Tomáš Werner: Linear Programming Relaxation Approach to Discrete Energy Minimization

werner-faceTomáš Werner works as a researcher at the Center for Machine Perception, Faculty of Electrical Engineering, Czech Technical University, where he also obtained his PhD degree. In 2001-2002 he worked as a post-doc at the Visual Geometry Group, Oxford University, U.K. In the past, his main interest was multiple view geometry and three-dimensional reconstruction in computer vision. Today, his interest is in machine learning and optimization, in particular graphical models. He is a (co-)author of more than 70 publications, with 350 citations in WoS. His talk will take place on Wednesday, February 24, 2016, 1pm in room G202. THE TALK IS POSTPONED, it will take place on Tuesday, April 12, 2016, 2pm in room A113.

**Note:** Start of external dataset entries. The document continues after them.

/// Stored-code -> linear 16-bit code table inverting [`log_curve`].
fn linearization_table(dst_white: u16) -> Vec<u16> {
    let size = dst_white as usize + 1;
    let last = size - 1;

    (0..size)
        .map(|i| {
            if i == 0 {
                0
            } else if i == last {
                65535
            } else {
                let norm = i as f32 / dst_white as f32;
                let linear = ((2.0f32.powf(norm * (1.0 + LOG_GAIN).log2()) - 1.0) / LOG_GAIN)
                    .clamp(0.0, 1.0);
                (linear * 65535.0).round() as u16
            }
        })
        .collect()
}

fn parse_crop(crop_target: &str) -> Option<(u32, u32)> {
    let (w, h) = crop_target.split_once('x')?;
    let w = w.trim().parse::<u32>().ok()?;
    let h = h.trim().parse::<u32>().ok()?;
    Some((w, h))
}

struct Transform {
    src_black: [f32; 4],
    linear: [f32; 4],
    dst_black: [f32; 4],
    dst_white: f32,
    log_active: bool,
    debug: bool,
}

impl Transform {
    /// Map one source sample to its output code. `gain` is the shading gain
    /// at the sample's sensor position, `c` the CFA channel index, `(bx, by,
    /// i)` the dither seed coordinates.
    #[inline(always)]
    fn apply(&self, s: f32, gain: f32, c: usize, bx: u32, by: u32, i: u32) -> u16 {
        let p = if self.debug {
            gain.max(0.0) * (self.dst_white - self.dst_black[c])
        } else {
            let u = self.linear[c] * (s - self.src_black[c]) * gain;
            if self.log_active {
                log_curve(u) * self.dst_white + triangular_dither(bx, by, i)
            } else {
                u.max(0.0) * (self.dst_white - self.dst_black[c])
            }
        };

        (p + self.dst_black[c]).round().clamp(0.0, self.dst_white) as u16
    }
}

Linear Programming Relaxation Approach to Discrete Energy Minimization

Abstract: Discrete energy minimization consists in minimizing a function of many discrete variables that is a sum of functions, each depending on a small subset of the variables. This is also known as MAP inference in graphical  models (Markov random fields) or weighted constraint satisfaction. Many successful approaches to this useful but NP-complete problem are based on  its natural LP relaxation. I will discuss this LP relaxation in detail,  along with algorithms able to solve it for very large instances, which appear e.g. in computer vision. In particular, I will discuss in detail a convex message passing algorihtm, generalized min-sum diffusion.